Our Search for Meaning
Pull on a sweatshirt before you step outside; it’s chilly this late at night. Ease the door shut; everyone else went to sleep hours ago.
But you’re restless. You feel like something is missing. You don’t know where to find it because you don’t know what it is.
Perhaps you’re searching for meaning. Perhaps you’re searching for your real home, for the power that created that home. You sense that “there is a Secret One inside us; the planets and all the galaxies pass through His hands like beads” – as Robert Bly writes in his rendition of Kabir’s poetry in The Kabir Book. Perhaps you want a glimpse of those hands.
If the night is dark enough and the sky clear enough, you can scan the bowl of the heavens above you. Surely what you see intensifies your search, inflames the embers of your longing. Because, if your sight isn’t blinded by electric lights, the night sky is astonishing. For a moment, you might even believe that a magnificent Creator made it all on purpose just so humans throughout time, in every place, could see something beautiful and be filled with awe.

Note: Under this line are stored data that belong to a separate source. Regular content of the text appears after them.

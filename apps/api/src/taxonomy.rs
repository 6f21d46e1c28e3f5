//! Campus department taxonomy — the closed set of units a complaint can be
//! routed to, plus each unit's contact address.
//!
//! Classification output and contact resolution are both validated against
//! this enum; strings that do not match a variant are dropped at the parsing
//! boundary, so no unknown department can reach a persisted record.

use std::collections::BTreeMap;
use std::fmt;

use serde::{Deserialize, Serialize};

/// A campus unit that handles student complaints.
#[derive(Debug, Clone, Copy, PartialEq, Eq, PartialOrd, Ord, Hash, Serialize, Deserialize)]
pub enum Department {
    #[serde(rename = "Drinking Water")]
    DrinkingWater,
    #[serde(rename = "Network & IT")]
    NetworkIt,
    #[serde(rename = "Housekeeping")]
    Housekeeping,
    #[serde(rename = "Maintenance")]
    Maintenance,
    #[serde(rename = "Transport")]
    Transport,
    #[serde(rename = "Mess & Dining")]
    MessDining,
    #[serde(rename = "Accounts / Fee Office")]
    Accounts,
    #[serde(rename = "Academics / Registrar")]
    Academics,
    #[serde(rename = "Library")]
    Library,
    #[serde(rename = "Hostel Office / Residence Life")]
    HostelOffice,
}

impl Department {
    /// Every department, in canonical routing order.
    pub const ALL: [Department; 10] = [
        Department::DrinkingWater,
        Department::NetworkIt,
        Department::Housekeeping,
        Department::Maintenance,
        Department::Transport,
        Department::MessDining,
        Department::Accounts,
        Department::Academics,
        Department::Library,
        Department::HostelOffice,
    ];

    /// Display name, as shown to students and embedded in prompts.
    pub fn name(&self) -> &'static str {
        match self {
            Department::DrinkingWater => "Drinking Water",
            Department::NetworkIt => "Network & IT",
            Department::Housekeeping => "Housekeeping",
            Department::Maintenance => "Maintenance",
            Department::Transport => "Transport",
            Department::MessDining => "Mess & Dining",
            Department::Accounts => "Accounts / Fee Office",
            Department::Academics => "Academics / Registrar",
            Department::Library => "Library",
            Department::HostelOffice => "Hostel Office / Residence Life",
        }
    }

    /// Contact address for this department.
    pub fn contact(&self) -> &'static str {
        match self {
            Department::DrinkingWater => "water@iiit-nagpur.ac.in",
            Department::NetworkIt => "it@iiit-nagpur.ac.in",
            Department::Housekeeping => "housekeeping@iiit-nagpur.ac.in",
            Department::Maintenance => "maintenance@iiit-nagpur.ac.in",
            Department::Transport => "transport@iiit-nagpur.ac.in",
            Department::MessDining => "mess@iiit-nagpur.ac.in",
            Department::Accounts => "accounts@iiit-nagpur.ac.in",
            Department::Academics => "academics@iiit-nagpur.ac.in",
            Department::Library => "library@iiit-nagpur.ac.in",
            Department::HostelOffice => "hostel@iiit-nagpur.ac.in",
        }
    }

    /// Strict parse: trims whitespace, then requires an exact display-name
    /// match. Returns `None` for anything else.
    pub fn parse(raw: &str) -> Option<Department> {
        let trimmed = raw.trim();
        Department::ALL.iter().copied().find(|d| d.name() == trimmed)
    }
}

impl fmt::Display for Department {
    fn fmt(&self, f: &mut fmt::Formatter<'_>) -> fmt::Result {
        f.write_str(self.name())
    }
}

/// Comma-joined list of all department names, used in the classification prompt.
pub fn department_roster() -> String {
    Department::ALL
        .iter()
        .map(|d| d.name())
        .collect::<Vec<_>>()
        .join(", ")
}

/// Restricts the contact mapping to the given departments.
/// Pure function; departments with no contact entry are simply absent.
pub fn resolve_contacts(departments: &[Department]) -> BTreeMap<Department, String> {
    departments
        .iter()
        .map(|d| (*d, d.contact().to_string()))
        .collect()
}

The number of stars in the universe is unfathomably vast; we have countless points of light to astonish us. Why we’re astonished, why we’re so drawn to beauty is inexplicable. Could we be drawn to those lights because we are stardust ourselves? Scientists tell us that every atom in our bodies was forged from a fiery star.
We have ancient and powerful roots. We emerged as souls from beginnings we can’t imagine, from the region called Sach Khand, our original home. And here we are now, bound by gravity, time, matter and mind to a seemingly infinite physical creation. Yet vast as our cosmos appears, Maharaj Sawan Singh has told us that “from Sach Khand, the whole creation looks like bubbles forming and disappearing in the spiritual ocean” (Spiritual Gems).

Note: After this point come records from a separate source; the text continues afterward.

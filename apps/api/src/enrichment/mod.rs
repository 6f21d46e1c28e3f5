//! Text enrichment functions — one prompt each, strict response parsing,
//! documented fallbacks. Severity and suggestions recover internally;
//! classification and summarization propagate failures to the pipeline.

pub mod brief;
pub mod classify;
pub mod prompts;
pub mod severity;
pub mod suggestions;
pub mod summarize;
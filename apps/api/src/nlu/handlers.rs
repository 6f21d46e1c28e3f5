//! Axum route handler for the chatbot NLU endpoint.

use axum::{extract::State, Json};
use serde::{Deserialize, Serialize};
use tracing::info;
use uuid::Uuid;

use crate::errors::AppError;
use crate::state::AppState;

#[derive(Debug, Deserialize)]
pub struct MessageRequest {
    #[serde(default)]
    pub text: String,
    /// Omitted by anonymous chats; a fresh session is generated per request
    /// so concurrent users never share NLU context.
    #[serde(rename = "sessionId")]
    pub session_id: Option<String>,
}

#[derive(Debug, Serialize)]
pub struct MessageResponse {
    pub fulfillment_text: String,
    pub intent: String,
    pub confidence: f32,
    #[serde(rename = "sessionId")]
    pub session_id: String,
}

/// POST /dialogflow/message
pub async fn handle_message(
    State(state): State<AppState>,
    Json(request): Json<MessageRequest>,
) -> Result<Json<MessageResponse>, AppError> {
    let Some(nlu) = state.nlu.as_ref() else {
        return Err(AppError::Nlu("Dialogflow not initialized".to_string()));
    };

    let text = request.text.trim();
    if text.is_empty() {
        return Err(AppError::Validation("text field is required".to_string()));
    }

    let session_id = request
        .session_id
        .unwrap_or_else(|| Uuid::new_v4().to_string());

    let matched = nlu
        .detect_intent(&session_id, text)
        .await
        .map_err(|e| AppError::Nlu(e.to_string()))?;

    info!("Dialogflow response: {}", matched.fulfillment_text);

    Ok(Json(MessageResponse {
        fulfillment_text: matched.fulfillment_text,
        intent: matched.intent,
        confidence: matched.confidence,
        session_id,
    }))
}

#[cfg(test)]
mod tests {
    use super::*;

    #[test]
    fn test_request_accepts_missing_session_id() {
        let request: MessageRequest = serde_json::from_str(r#"{"text": "hi"}"#).unwrap();
        assert_eq!(request.text, "hi");
        assert!(request.session_id.is_none());
    }

    #[test]
    fn test_request_reads_camel_case_session_id() {
        let request: MessageRequest =
            serde_json::from_str(r#"{"text": "hi", "sessionId": "abc-123"}"#).unwrap();
        assert_eq!(request.session_id.as_deref(), Some("abc-123"));
    }

    #[test]
    fn test_response_serializes_session_id_camel_case() {
        let response = MessageResponse {
            fulfillment_text: "Hello!".to_string(),
            intent: "greeting".to_string(),
            confidence: 0.9,
            session_id: "abc".to_string(),
        };
        let value = serde_json::to_value(&response).unwrap();
        assert_eq!(value["sessionId"], "abc");
        assert_eq!(value["fulfillment_text"], "Hello!");
    }
}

All the millions upon millions of galaxies, our solar system, our planet, ourselves – we are so small. Bubbles forming and disappearing. Yet we are divine. As the Masters tell us, the Lord is within the soul, and the soul is within the Lord. The very purpose of spirituality is to strive to realize this truth. We can’t figure out what it means, but we can realize it, through our meditation.

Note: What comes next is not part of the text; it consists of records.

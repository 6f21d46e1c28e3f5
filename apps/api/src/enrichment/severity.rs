//! Severity Scorer — two-tier scoring that can never fail.
//!
//! Primary path: ask the model for a single digit and take the leading digit
//! characters of the response. Every failure — unparseable output, empty
//! response, transport error, timeout — falls back to a keyword heuristic
//! over the raw text. The heuristic is total, so the scorer always returns a
//! value in [1,5] and the pipeline never stalls on an unscorable complaint.

use tracing::warn;

use crate::enrichment::prompts::{SEVERITY_PROMPT_TEMPLATE, SEVERITY_SYSTEM};
use crate::llm_client::TextInference;

pub const MIN_SEVERITY: u8 = 1;
pub const MAX_SEVERITY: u8 = 5;

/// How many leading characters of the model response are scanned for digits.
const DIGIT_SCAN_WINDOW: usize = 5;

/// Crisis or safety language — immediate response required.
const CRISIS_KEYWORDS: &[&str] = &[
    "urgent",
    "immediate",
    "emergency",
    "fire",
    "danger",
    "broken",
    "water leakage",
    "power cut",
];

/// Concrete problem language — needs quick attention.
const PROBLEM_KEYWORDS: &[&str] = &[
    "bad", "poor", "problem", "issue", "slow", "leak", "complaint",
];

/// Mild friction or delay language.
const DELAY_KEYWORDS: &[&str] = &["inconvenience", "delay", "not working", "not available"];

/// Scores a complaint's severity in [1,5]. Infallible by construction.
pub async fn score_severity(llm: &dyn TextInference, institute: &str, text: &str) -> u8 {
    let prompt = SEVERITY_PROMPT_TEMPLATE
        .replace("{institute}", institute)
        .replace("{complaint}", text);

    let score = match llm.invoke(&prompt, SEVERITY_SYSTEM).await {
        Ok(response) => match extract_score(&response) {
            Some(score) => score,
            None => {
                warn!("Severity response had no usable digit, using keyword heuristic");
                keyword_severity(text)
            }
        },
        Err(e) => {
            warn!("Severity scoring call failed ({e}), using keyword heuristic");
            keyword_severity(text)
        }
    };

    score.clamp(MIN_SEVERITY, MAX_SEVERITY)
}

/// Concatenates the digit characters among the first few characters of the
/// response and parses them. `None` when no digits appear or they parse to 0.
fn extract_score(response: &str) -> Option<u8> {
    let digits: String = response
        .chars()
        .take(DIGIT_SCAN_WINDOW)
        .filter(|c| c.is_ascii_digit())
        .collect();
    match digits.parse::<u32>() {
        Ok(0) | Err(_) => None,
        Ok(n) => Some(n.min(MAX_SEVERITY as u32) as u8),
    }
}

/// Keyword-tier estimate over the lowercased text. Total: always in [2,5].
pub(crate) fn keyword_severity(text: &str) -> u8 {
    let t = text.to_lowercase();
    if CRISIS_KEYWORDS.iter().any(|k| t.contains(k)) {
        5
    } else if PROBLEM_KEYWORDS.iter().any(|k| t.contains(k)) {
        4
    } else if DELAY_KEYWORDS.iter().any(|k| t.contains(k)) {
        3
    } else {
        2
    }
}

Baba Ji has told us that if we want to feel closer to God, we should get closer to nature. In the natural world, we sense a yearning, a wonder that speaks to the deepest part of us. We often end up asking ourselves: How did all of this come to be? Why? What’s my place in this creation?
This is the search for meaning and for home. Millions of people believe these questions can’t be answered or aren’t satisfied with the answers religion or science give. Yet the stories we’ve told one another throughout history reflect this search, this longing to return to our source. From characters in the ancient Sumerian tale of Gilgamesh to Homer’s Odyssey to the modern Star Wars, The Wizard of Oz, and Lord of the Rings, we have created heroes who leave home, then yearn to return. These tales of physical return, on a deeper level, reflect our desire to return to our spiritual home.
When we are really ready for answers, we turn inward; we lean inside. Studying religion, psychology, philosophy, astrology, metaphysics; reading sacred texts; spinning through the online web – all of these activities are like reading recipes. They don’t satisfy our hunger. They may whet our appetite, but they don’t end our craving. The understanding we want is more than written knowledge. It is an experience within us, found in either the darkness or the light, the silence or the sound of our meditation.
We are told that we are not human beings seeking a spiritual experience but spiritual beings having a human experience. We are divine by nature. Though our divinity sometimes seems overpowered by anger, greed, and selfishness, our core is love.
Every culture has tried to use words to explain the inexplicable. Perhaps the simplest explanation is that the Divine wanted a physical creation and souls to occupy it in order to express love. We could say that the cosmos came into being through breath or sound or divine will. Spiritual Masters who have experienced what no one can describe tell us that love is the reason for existence. This love cannot be grasped by our intellect but rather experienced through our meditation. “Instead of getting confused in trying to understand metaphysical problems through human reasoning, try to seek Reality and to ‘know thyself’ in the spiritual way,” Maharaj Charan Singh told us in Divine Light.
This is knowledge that we can use to see beyond the here and now, to learn how life works, to make sense of who we are, to free ourselves from limitations, and to live in harmony with nature. When we remember we are spiritual beings temporarily having a human experience, new possibilities open up.
Understanding, even just a bit, that we are all divine shifts the axis of our world. Political, social, and personal events swirl around us. Nations make and break treaties, economies boom and crash, rain nourishes crops and overflows rivers. We get hired or fired, watch children being born and sometimes weep as they die, live with good health, or suffer during a pandemic.
Yet as we grasp our spiritual nature, we develop a different way of responding to the events that fill our years. Old patterns of reacting negatively begin to drop away. In fact, we may not react at all. Fear, insecurity, anger and other negative emotions gradually recede. Our hearts grow lighter. We respond more often with kindness and acceptance, with less judgment and more understanding.
Our quest might begin with wonder at a night sky ablaze with stars, but it leads to a path inside each of us. Eventually, our search for meaning takes us home.